Brexit: Fresh produce


- Greater competitiveness of UK-grown produce against EU imports due to weaker pound and possible future tariffs.

- Great opportunities to export produce to non-EU countries.

- Opportunity to rethink regime covering crop protection products.

- Possible removal of restrictions on growing genetically modified crops.


- Curtailment or loss of seasonal labour supply from Eastern European member states.

- Reduced cooperation in, and funding for, crop research and development.

- Possible rise in price of imported farm equipment.


Sarah Calcutt, Partners in Produce, and National Fruit Show chairman

"Produce wholesalers have seen an instant effect on prices, while it will also hit food service companies - as the City and others spend less, the companies that feed them are feeling nervous. British farming, on the other hand, does better when the pound is weaker.

"We have to assume that the Government won't allow crops to go unharvested, so there will be some replacement for the free movement of (seasonal) labour. But there is now a massive debate about agricultural support. All our food is artificially priced and the Government can't afford for half of arable and livestock to fall over. Horticulture has been supported in a less direct way, such as through the producer organisation scheme, where it is easier to demonstrate a return on investment in quality and productivity terms.

"On crop protection, if we are in control of our own approvals we can take a risk-based rather than hazard-based approach. Currently there are products that we can't use on crops but that have been used on the food in our shops. We will be able to operate outside EU trade deals, but in practice it's difficult and expensive to gain approvals that many countries require. That said, some companies are already exporting a surprising amount."

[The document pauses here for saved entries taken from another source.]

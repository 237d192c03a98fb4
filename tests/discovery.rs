#[cfg(test)]
mod discovery_tests {
    use std::cell::RefCell;
    use std::collections::HashMap;
    use std::fs;
    use std::io::Write;
    use std::os::fd::{FromRawFd, IntoRawFd};
    use std::os::unix::net::UnixStream;
    use std::rc::Rc;
    use std::sync::mpsc::channel;
    use std::sync::{Arc, Barrier};
    use std::thread;

    use fabricmon::mad::IbMadPort;
    use fabricmon::netdisc::{self, DiscoveryConfig};
    use fabricmon::nodenamemap::NodeNameMap;
    use fabricmon::sim;
    use fabricmon::types::{Node, NodeType};

    const HCA_GUID: u64 = 0x7ffc_0000_0000_0001;
    const SW1_GUID: u64 = 0xb7c31c3b29d0c791;
    const SW2_GUID: u64 = 0xa31de6b2f83b0a91;

    // hca <-> sw1 port 1; sw1 port 2 <-> sw2 port 1.
    fn build_chain_fabric(fabric: &mut sim::Fabric) {
        let hca_rc = fabric.add_hca(sim::Node::new_hca("host0001", HCA_GUID));
        let hca_port = Rc::new(RefCell::new(sim::Port::new_port(1, 100, hca_rc.clone())));
        hca_rc.borrow_mut().ports.push(hca_port.clone());

        let sw1_rc = fabric.add_switch(sim::Node::new_switch("ibsw1", SW1_GUID, 2));
        let sw2_rc = fabric.add_switch(sim::Node::new_switch("ibsw2", SW2_GUID, 2));

        for (sw_rc, lid) in [(&sw1_rc, 200u16), (&sw2_rc, 300u16)] {
            let mut sw_ref = sw_rc.borrow_mut();
            for i in 0..=2 {
                let port = sim::Port::new_port(i, lid, (*sw_rc).clone());
                sw_ref.ports.push(Rc::new(RefCell::new(port)));
            }
        }

        let sw1_port1 = sw1_rc.borrow().ports[1].clone();
        let sw1_port2 = sw1_rc.borrow().ports[2].clone();
        let sw2_port1 = sw2_rc.borrow().ports[1].clone();

        sim::connect_ports(&hca_port, &sw1_port1);
        sim::connect_ports(&sw1_port2, &sw2_port1);

        fabric.dr_paths.insert([0; 64], Rc::downgrade(&hca_port));
    }

    // Discovers the chain fabric `passes` times, returning the snapshot
    // nodes of every pass. The raw fabric is dropped before the nodes
    // are returned, so whatever the caller inspects is owned data only.
    fn discover_chain(nnmap: &NodeNameMap, passes: usize) -> Vec<Vec<Node>> {
        let _ = env_logger::try_init();

        let (client, server) = UnixStream::pair().unwrap();
        let client_file = unsafe { fs::File::from_raw_fd(client.into_raw_fd()) };
        let server_file = unsafe { fs::File::from_raw_fd(server.into_raw_fd()) };

        let (tx, rx) = channel::<bool>();
        let barrier = Arc::new(Barrier::new(2));
        let barrier_clone = barrier.clone();

        thread::spawn(move || {
            let mut fabric = sim::Fabric::new(server_file);
            build_chain_fabric(&mut fabric);
            barrier_clone.wait();
            let _ = fabric.run(rx);
        });

        let mut port = IbMadPort {
            file: client_file,
            agents: HashMap::new(),
        };

        barrier.wait();

        let conf = DiscoveryConfig {
            timeout_ms: 200,
            retries: 1,
            ..Default::default()
        };

        let mut results = Vec::new();
        for _ in 0..passes {
            let raw = netdisc::discover_fabric(&mut port, &conf).expect("discovery failed");
            let nodes = netdisc::walk_fabric(&raw, &mut port, &conf, 90, nnmap);
            drop(raw);
            results.push(nodes);
        }

        drop(port);
        let _ = tx.send(true);
        results
    }

    #[test]
    fn chain_topology_discovered() {
        let nnmap = NodeNameMap::new("/nonexistent/ib-node-name-map");
        let scans = discover_chain(&nnmap, 1);
        let nodes = &scans[0];

        assert_eq!(nodes.len(), 3);

        // Nodes are emitted in discovered order, local CA first.
        assert_eq!(nodes[0].node_type, NodeType::Ca);
        assert_eq!(nodes[0].guid, HCA_GUID);
        assert!(nodes[0].ports.is_empty(), "non-switch nodes carry no ports");

        let sw1 = nodes.iter().find(|n| n.guid == SW1_GUID).unwrap();
        let sw2 = nodes.iter().find(|n| n.guid == SW2_GUID).unwrap();

        assert_eq!(sw1.node_type, NodeType::Switch);
        assert_eq!(sw1.node_desc, "ibsw1");

        let sw1_port1 = sw1.ports.iter().find(|p| p.num == 1).unwrap();
        assert_eq!(sw1_port1.remote_guid, HCA_GUID);
        assert_eq!(sw1_port1.remote_desc, "host0001");

        let sw1_port2 = sw1.ports.iter().find(|p| p.num == 2).unwrap();
        assert_eq!(sw1_port2.remote_guid, SW2_GUID);
        assert_eq!(sw1_port2.remote_desc, "ibsw2");

        let sw2_port1 = sw2.ports.iter().find(|p| p.num == 1).unwrap();
        assert_eq!(sw2_port1.remote_guid, SW1_GUID);
    }

    #[test]
    fn snapshot_valid_after_fabric_destroyed() {
        // discover_chain drops the raw fabric and the transport before
        // returning; every field of the snapshot must still be intact.
        let nnmap = NodeNameMap::new("/nonexistent/ib-node-name-map");
        let scans = discover_chain(&nnmap, 1);
        let nodes = &scans[0];

        for node in nodes {
            assert_ne!(node.guid, 0);
            assert!(!node.node_desc.is_empty());
        }

        let sw1 = nodes.iter().find(|n| n.guid == SW1_GUID).unwrap();
        assert_eq!(sw1.device_id, 0xd2f2);
        assert_eq!(sw1.vendor_id, 0x00cf09);
        for port in &sw1.ports {
            if port.remote_guid != 0 {
                assert!(!port.remote_desc.is_empty());
            }
        }
    }

    #[test]
    fn node_name_map_remaps_descriptions() {
        let dir = tempfile::tempdir().unwrap();
        let path = dir.path().join("ib-node-name-map");
        let mut f = fs::File::create(&path).unwrap();
        writeln!(f, "0xb7c31c3b29d0c791 ibsw1(root-sw)").unwrap();
        drop(f);

        let nnmap = NodeNameMap::new(&path);
        let scans = discover_chain(&nnmap, 1);

        let sw1 = scans[0].iter().find(|n| n.guid == SW1_GUID).unwrap();
        assert_eq!(sw1.node_desc, "ibsw1(root-sw)");

        // The unmapped switch keeps its library-provided description.
        let sw2 = scans[0].iter().find(|n| n.guid == SW2_GUID).unwrap();
        assert_eq!(sw2.node_desc, "ibsw2");
    }

    #[test]
    fn node_name_map_hot_update_visible_in_next_sweep() {
        let _ = env_logger::try_init();

        let dir = tempfile::tempdir().unwrap();
        let path = dir.path().join("ib-node-name-map");
        fs::File::create(&path).unwrap();

        let nnmap = NodeNameMap::new(&path);

        // Two passes over one live simulator; the map is updated between
        // them.
        let (client, server) = UnixStream::pair().unwrap();
        let client_file = unsafe { fs::File::from_raw_fd(client.into_raw_fd()) };
        let server_file = unsafe { fs::File::from_raw_fd(server.into_raw_fd()) };

        let (tx, rx) = channel::<bool>();
        let barrier = Arc::new(Barrier::new(2));
        let barrier_clone = barrier.clone();

        thread::spawn(move || {
            let mut fabric = sim::Fabric::new(server_file);
            build_chain_fabric(&mut fabric);
            barrier_clone.wait();
            let _ = fabric.run(rx);
        });

        let mut port = IbMadPort {
            file: client_file,
            agents: HashMap::new(),
        };

        barrier.wait();

        let conf = DiscoveryConfig {
            timeout_ms: 200,
            retries: 1,
            ..Default::default()
        };

        let raw = netdisc::discover_fabric(&mut port, &conf).unwrap();
        let before = netdisc::walk_fabric(&raw, &mut port, &conf, 90, &nnmap);
        drop(raw);
        assert_eq!(
            before.iter().find(|n| n.guid == SW1_GUID).unwrap().node_desc,
            "ibsw1"
        );

        let mut f = fs::File::create(&path).unwrap();
        writeln!(f, "0xb7c31c3b29d0c791 ibsw1(root-sw)").unwrap();
        drop(f);
        nnmap.reload().unwrap();

        let raw = netdisc::discover_fabric(&mut port, &conf).unwrap();
        let after = netdisc::walk_fabric(&raw, &mut port, &conf, 90, &nnmap);
        drop(raw);
        assert_eq!(
            after.iter().find(|n| n.guid == SW1_GUID).unwrap().node_desc,
            "ibsw1(root-sw)"
        );

        let _ = tx.send(true);
    }
}
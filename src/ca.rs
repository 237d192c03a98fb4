// Channel adapter enumeration from sysfs, the functional equivalent of
// umad_get_cas_names() / umad_get_ca().

use std::fs;
use std::io;
use std::path::{Path, PathBuf};

pub const SYS_INFINIBAND: &str = "/sys/class/infiniband";

const SYS_CA_FW_VERS: &str = "fw_ver";
const SYS_CA_HW_VERS: &str = "hw_rev";
const SYS_CA_TYPE: &str = "hca_type";
const SYS_CA_NODE_GUID: &str = "node_guid";
const SYS_CA_SYS_GUID: &str = "sys_image_guid";

const SYS_PORT_LINK_LAYER: &str = "link_layer";

const SYS_CA_UMAD_PATH: &str = "device/infiniband_mad";
const DEV_CA_UMAD_PATH: &str = "/dev/infiniband";

/// One local port of a channel adapter. Port numbers may be
/// non-contiguous.
#[derive(Debug, Clone)]
pub struct HcaPort {
    pub number: u32,
    pub link_layer: String,
}

/// A local channel adapter. Plain owned data; dropping the value
/// releases the handle.
#[derive(Debug, Clone)]
pub struct Hca {
    pub name: String,
    pub hca_type: Option<String>,
    pub fw_ver: Option<String>,
    pub hw_rev: Option<String>,
    pub node_guid: u64,
    pub system_guid: u64,
    pub ports: Vec<HcaPort>,
    pub umad_dev_path: Option<PathBuf>,
}

fn read_sys_string(dir: &Path, name: &str) -> Option<String> {
    fs::read_to_string(dir.join(name))
        .ok()
        .map(|s| s.trim().to_owned())
}

// sysfs renders GUIDs as colon-separated hex quads, e.g.
// "0011:2233:4455:6677".
fn read_sys_guid(dir: &Path, name: &str) -> u64 {
    read_sys_string(dir, name)
        .and_then(|s| u64::from_str_radix(&s.replace(':', ""), 16).ok())
        .unwrap_or(0)
}

fn get_ports(hca_path: &Path) -> Result<Vec<HcaPort>, io::Error> {
    let mut ports: Vec<HcaPort> = Vec::new();

    let ports_path = hca_path.join("ports");
    if !ports_path.exists() {
        log::debug!("get_ports - no ports directory under {:?}", hca_path);
        return Ok(ports);
    }

    for entry in fs::read_dir(&ports_path)? {
        let entry = entry?;
        let file_name = entry.file_name();

        let number = match file_name.to_string_lossy().parse::<u32>() {
            Ok(n) => n,
            Err(e) => {
                log::trace!("get_ports - skipping entry {:?}: {:?}", file_name, e);
                continue;
            }
        };

        let link_layer =
            read_sys_string(&entry.path(), SYS_PORT_LINK_LAYER).unwrap_or_default();

        log::trace!(
            "get_ports - found port {} ({}) under {:?}",
            number,
            link_layer,
            hca_path
        );
        ports.push(HcaPort { number, link_layer });
    }

    ports.sort_by_key(|p| p.number);
    Ok(ports)
}

fn get_umad_dev_path(hca_path: &Path) -> Option<PathBuf> {
    let sys_path = hca_path.join(SYS_CA_UMAD_PATH);

    if !sys_path.exists() {
        log::debug!("get_umad_dev_path - sys path {:?} does not exist", sys_path);
        return None;
    }

    for entry in fs::read_dir(sys_path).ok()? {
        let entry = entry.ok()?;
        if let Some(file_name) = entry.file_name().to_str() {
            if file_name.starts_with("umad") {
                let dev_path = PathBuf::from(DEV_CA_UMAD_PATH).join(file_name);
                if dev_path.exists() {
                    log::debug!("get_umad_dev_path - found device path {:?}", dev_path);
                    return Some(dev_path);
                }
            }
        }
    }

    None
}

pub fn get_ca_names() -> Result<Vec<String>, io::Error> {
    let mut names: Vec<String> = Vec::new();

    for entry in fs::read_dir(SYS_INFINIBAND)? {
        let entry = entry?;
        names.push(entry.file_name().to_string_lossy().into_owned());
    }

    names.sort();
    Ok(names)
}

pub fn get_ca(name: &str) -> Result<Hca, io::Error> {
    let hca_path = PathBuf::from(SYS_INFINIBAND).join(name);

    if !hca_path.exists() {
        return Err(io::Error::new(
            io::ErrorKind::NotFound,
            format!("no such adapter: {}", name),
        ));
    }

    Ok(Hca {
        name: name.to_owned(),
        hca_type: read_sys_string(&hca_path, SYS_CA_TYPE),
        fw_ver: read_sys_string(&hca_path, SYS_CA_FW_VERS),
        hw_rev: read_sys_string(&hca_path, SYS_CA_HW_VERS),
        node_guid: read_sys_guid(&hca_path, SYS_CA_NODE_GUID),
        system_guid: read_sys_guid(&hca_path, SYS_CA_SYS_GUID),
        ports: get_ports(&hca_path)?,
        umad_dev_path: get_umad_dev_path(&hca_path),
    })
}

pub fn get_cas() -> Result<Vec<Hca>, io::Error> {
    let mut hcas: Vec<Hca> = Vec::new();

    for name in get_ca_names()? {
        let hca = get_ca(&name)?;

        log::info!(
            "Found HCA {} ({}) with {} ports, firmware {}, hardware {}, node GUID {:#018x}, system GUID {:#018x}",
            hca.name,
            hca.hca_type.as_deref().unwrap_or("unknown"),
            hca.ports.len(),
            hca.fw_ver.as_deref().unwrap_or("unknown"),
            hca.hw_rev.as_deref().unwrap_or("unknown"),
            hca.node_guid,
            hca.system_guid,
        );

        hcas.push(hca);
    }

    Ok(hcas)
}
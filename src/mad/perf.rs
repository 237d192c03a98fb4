// Performance management (GSI class 0x04) plumbing: LID-routed queries
// on QP1 for ClassPortInfo, PortCounters and PortCountersExtended, and
// the PortCounters reset.

use std::io;
use std::sync::atomic::{AtomicU64, Ordering};

use super::fields::{self, PC_COUNTER_SELECT, PC_COUNTER_SELECT2, PC_PORT_SELECT};
use super::types::{ib_mad, ib_mad_addr, ib_user_mad};
use super::{send_recv_match, IbMadPort, IB_DEFAULT_QKEY, IB_MAD_METHOD_GET, IB_MAD_METHOD_SET, IB_PERFORMANCE_CLASS};

pub const CLASS_PORT_INFO: u16 = 0x0001;
pub const IB_GSI_PORT_COUNTERS: u16 = 0x0012;
pub const IB_GSI_PORT_COUNTERS_EXT: u16 = 0x001d;

/// Attribute data area of a performance MAD, sized per the GSI layout
/// (24-byte MAD header, 8-byte PM key, 32 reserved bytes, 192 data
/// bytes).
pub const PM_DATA_LEN: usize = 192;

/// Offset of the PM attribute data within `ib_mad.data`.
pub const PM_DATA_OFFSET: usize = 40;

#[derive(Debug, Copy, Clone)]
#[repr(C, packed)]
#[allow(non_camel_case_types)]
pub struct perf_mad {
    pub pm_key: u64,
    pub reserved: [u8; 32],
    pub data: [u8; 192],
}

impl perf_mad {
    pub fn to_bytes(&self) -> Vec<u8> {
        unsafe {
            std::slice::from_raw_parts(
                self as *const perf_mad as *const u8,
                std::mem::size_of::<perf_mad>(),
            )
            .to_vec()
        }
    }
}

static NEXT_TID: AtomicU64 = AtomicU64::new(1);

fn next_tid() -> u64 {
    NEXT_TID.fetch_add(1, Ordering::Relaxed)
}

fn build_perf_umad(
    port: &IbMadPort,
    lid: u16,
    method: u8,
    attr_id: u16,
    pm_data: &[u8; PM_DATA_LEN],
    timeout_ms: u32,
    retries: u32,
) -> ib_user_mad {
    let perf = perf_mad {
        pm_key: 0,
        reserved: [0; 32],
        data: *pm_data,
    };

    let mut mad = ib_mad {
        base_version: 0x1,
        mgmt_class: IB_PERFORMANCE_CLASS,
        class_version: 0x1,
        method,
        status: 0,
        hop_ptr: 0,
        hop_cnt: 0,
        tid: next_tid().to_be(),
        attr_id: attr_id.to_be(),
        additional_status: 0,
        attr_mod: 0,
        data: [0; 232],
    };

    let perf_bytes = perf.to_bytes();
    mad.data[..perf_bytes.len()].copy_from_slice(&perf_bytes);

    let mut umad = ib_user_mad {
        agent_id: port.agent_for(IB_PERFORMANCE_CLASS),
        status: 0,
        timeout_ms,
        retries,
        length: 0,
        addr: ib_mad_addr {
            // GSI MADs go to QP1
            qpn: (1 as u32).to_be(),
            qkey: IB_DEFAULT_QKEY.to_be(),
            lid: lid.to_be(),
            sl: 0,
            path_bits: 0,
            grh_present: 0,
            hop_limit: 63,
            gid_index: 0,
            traffic_class: 0,
            gid: [0; 16],
            flow_label: 0,
            pkey_index: 0,
            reserved: [0; 6],
        },
        data: [0; 256],
    };

    let mad_bytes = mad.to_bytes();
    umad.data[..mad_bytes.len()].copy_from_slice(&mad_bytes);

    umad
}

/// Offset of the PM attribute data within `ib_user_mad.data` of a
/// response.
pub const GSI_DATA_OFFSET: usize = 24 + PM_DATA_OFFSET;

/// Sends a PMA query for `attr_id` against the port selected by
/// `portnum` on the node addressed by `lid`, returning the raw attribute
/// data.
pub fn pma_query(
    port: &mut IbMadPort,
    lid: u16,
    portnum: u8,
    attr_id: u16,
    timeout_ms: u32,
    retries: u32,
) -> io::Result<[u8; PM_DATA_LEN]> {
    let mut pm_data = [0u8; PM_DATA_LEN];
    if attr_id != CLASS_PORT_INFO {
        fields::set_field(&mut pm_data, PC_PORT_SELECT, portnum as u64);
    }

    let umad = build_perf_umad(port, lid, IB_MAD_METHOD_GET, attr_id, &pm_data, timeout_ms, retries);
    let resp = send_recv_match(port, &umad, timeout_ms, retries)?;

    let mut out = [0u8; PM_DATA_LEN];
    out.copy_from_slice(&resp.data[GSI_DATA_OFFSET..GSI_DATA_OFFSET + PM_DATA_LEN]);
    Ok(out)
}

/// Resets the PortCounters selected by `select_mask` (bits 0-15 via
/// CounterSelect, bits 16-23 via CounterSelect2).
pub fn pma_reset(
    port: &mut IbMadPort,
    lid: u16,
    portnum: u8,
    select_mask: u32,
    timeout_ms: u32,
    retries: u32,
) -> io::Result<()> {
    let mut pm_data = [0u8; PM_DATA_LEN];
    fields::set_field(&mut pm_data, PC_PORT_SELECT, portnum as u64);
    fields::set_field(&mut pm_data, PC_COUNTER_SELECT, (select_mask & 0xffff) as u64);
    fields::set_field(&mut pm_data, PC_COUNTER_SELECT2, ((select_mask >> 16) & 0xff) as u64);

    let umad = build_perf_umad(
        port,
        lid,
        IB_MAD_METHOD_SET,
        IB_GSI_PORT_COUNTERS,
        &pm_data,
        timeout_ms,
        retries,
    );
    send_recv_match(port, &umad, timeout_ms, retries)?;

    Ok(())
}
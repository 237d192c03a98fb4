// InfiniBand node name map lookups, backed by a watched file. The file
// format is described in man page ibnetdiscover(8).

use std::collections::HashMap;
use std::fs;
use std::io::{self, BufRead};
use std::os::fd::AsRawFd;
use std::path::{Path, PathBuf};
use std::sync::{Arc, RwLock};

use inotify::{EventMask, Inotify, WatchMask};
use tokio::io::unix::AsyncFd;

pub const DEFAULT_NODE_NAME_MAP: &str = "/etc/opensm/ib-node-name-map";

const WATCH_EVENTS: WatchMask = WatchMask::MODIFY
    .union(WatchMask::CLOSE_WRITE)
    .union(WatchMask::DELETE_SELF)
    .union(WatchMask::MOVE_SELF)
    .union(WatchMask::ATTRIB);

/// A mapping of 64-bit GUIDs to node names / descriptions. Handles are
/// cheap to clone; lookups see either the previous or the freshly
/// reloaded map, never a partial parse.
#[derive(Debug, Clone)]
pub struct NodeNameMap {
    path: PathBuf,
    nodes: Arc<RwLock<HashMap<u64, String>>>,
}

// Tokenizes a line, honouring quoted strings. Quote characters are kept
// in the emitted field.
fn split_fields(line: &str) -> Vec<String> {
    let mut fields: Vec<String> = Vec::new();
    let mut current = String::new();
    let mut last_quote: Option<char> = None;

    for c in line.chars() {
        match last_quote {
            Some(q) if c == q => {
                last_quote = None;
                current.push(c);
            }
            Some(_) => current.push(c),
            None if c == '"' || c == '\'' => {
                last_quote = Some(c);
                current.push(c);
            }
            None if c.is_whitespace() => {
                if !current.is_empty() {
                    fields.push(std::mem::take(&mut current));
                }
            }
            None => current.push(c),
        }
    }

    if !current.is_empty() {
        fields.push(current);
    }

    fields
}

// GUIDs appear as hex (0x prefixed) or decimal literals.
fn parse_guid(token: &str) -> Option<u64> {
    if let Some(hex) = token.strip_prefix("0x").or_else(|| token.strip_prefix("0X")) {
        u64::from_str_radix(hex, 16).ok()
    } else {
        token.parse::<u64>().ok()
    }
}

impl NodeNameMap {
    /// Opens and parses the SM node name map. A missing or unreadable
    /// file is logged and yields an empty map, to be filled by a later
    /// reload.
    pub fn new<P: AsRef<Path>>(path: P) -> NodeNameMap {
        let map = NodeNameMap {
            path: path.as_ref().to_owned(),
            nodes: Arc::new(RwLock::new(HashMap::new())),
        };

        if let Err(e) = map.reload() {
            log::error!("Cannot load node name map {:?}: {}", map.path, e);
        }

        map
    }

    /// Maps `guid` to its configured description, or returns `node_desc`
    /// unmodified when the GUID is not in the map.
    pub fn remap_node_name(&self, guid: u64, node_desc: &str) -> String {
        match self.nodes.read() {
            Ok(nodes) => nodes
                .get(&guid)
                .cloned()
                .unwrap_or_else(|| node_desc.to_owned()),
            Err(e) => {
                log::error!("Node name map lock poisoned: {:?}", e);
                node_desc.to_owned()
            }
        }
    }

    /// Re-parses the backing file and atomically swaps the shared map.
    /// On error the previous map is retained.
    pub fn reload(&self) -> io::Result<()> {
        let mut nodes: HashMap<u64, String> = HashMap::new();

        let file = fs::File::open(&self.path)?;
        let reader = io::BufReader::new(file);

        for line in reader.lines() {
            let line = line?;
            if line.trim_start().starts_with('#') {
                continue;
            }

            let fields = split_fields(&line);
            if fields.len() < 2 || fields[1].starts_with('#') {
                continue;
            }

            let guid = match parse_guid(&fields[0]) {
                Some(g) => g,
                None => continue,
            };

            nodes.insert(guid, fields[1].clone());
        }

        match self.nodes.write() {
            Ok(mut shared) => *shared = nodes,
            Err(e) => return Err(io::Error::new(io::ErrorKind::Other, format!("{:?}", e))),
        }

        Ok(())
    }

    /// Watches the backing file and reloads it on mutation. Permission
    /// only changes are ignored; a removal (editors writing via rename)
    /// re-adds the watch on the original path before reloading.
    pub async fn watch(self) {
        let mut inotify = match Inotify::init() {
            Ok(i) => i,
            Err(e) => {
                log::error!("Cannot create inotify instance: {}", e);
                return;
            }
        };

        if let Err(e) = inotify.watches().add(&self.path, WATCH_EVENTS) {
            log::error!("Cannot add watch for node name map {:?}: {}", self.path, e);
        }

        let async_fd = match AsyncFd::new(inotify.as_raw_fd()) {
            Ok(fd) => fd,
            Err(e) => {
                log::error!("Cannot create async fd for inotify: {}", e);
                return;
            }
        };

        loop {
            let mut guard = match async_fd.readable().await {
                Ok(g) => g,
                Err(e) => {
                    log::error!("Failure checking inotify readiness: {}", e);
                    return;
                }
            };

            let mut buffer = [0u8; 1024];
            let mut need_rewatch = false;
            let mut need_reload = false;

            match inotify.read_events(&mut buffer) {
                Ok(events) => {
                    for event in events {
                        log::info!("Node name map watcher event: {:?}", event.mask);

                        // Ignore chmod, everything else requires a reload
                        if event.mask == EventMask::ATTRIB {
                            continue;
                        }

                        if event
                            .mask
                            .intersects(EventMask::DELETE_SELF | EventMask::MOVE_SELF | EventMask::IGNORED)
                        {
                            need_rewatch = true;
                        }

                        need_reload = true;
                    }
                }
                Err(e) if e.kind() == io::ErrorKind::WouldBlock => {
                    guard.clear_ready();
                    continue;
                }
                Err(e) => {
                    log::error!("Error reading inotify events: {}", e);
                }
            }

            guard.clear_ready();

            if need_rewatch {
                if let Err(e) = inotify.watches().add(&self.path, WATCH_EVENTS) {
                    log::error!(
                        "Cannot re-add watch for node name map {:?}: {}",
                        self.path,
                        e
                    );
                }
            }

            if need_reload {
                match self.reload() {
                    Ok(()) => log::info!("Node name map reloaded"),
                    Err(e) => log::error!("Failed to reload node name map: {}", e),
                }
            }
        }
    }
}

Ali Capper, NFU horticulture and potatoes board chairman

"A lot of the industry has had its head in the sand - it didn't think this would happen. But we are where we are and we have to move on. There will be problems in the short term, but we now need to look at the opportunities to change things for the better. It's a time of seismic change, like other key periods in British farming such as just after the war. We can shape a completely different vision. The most important thing is that we get access to people who want to pick fruit and vegetables."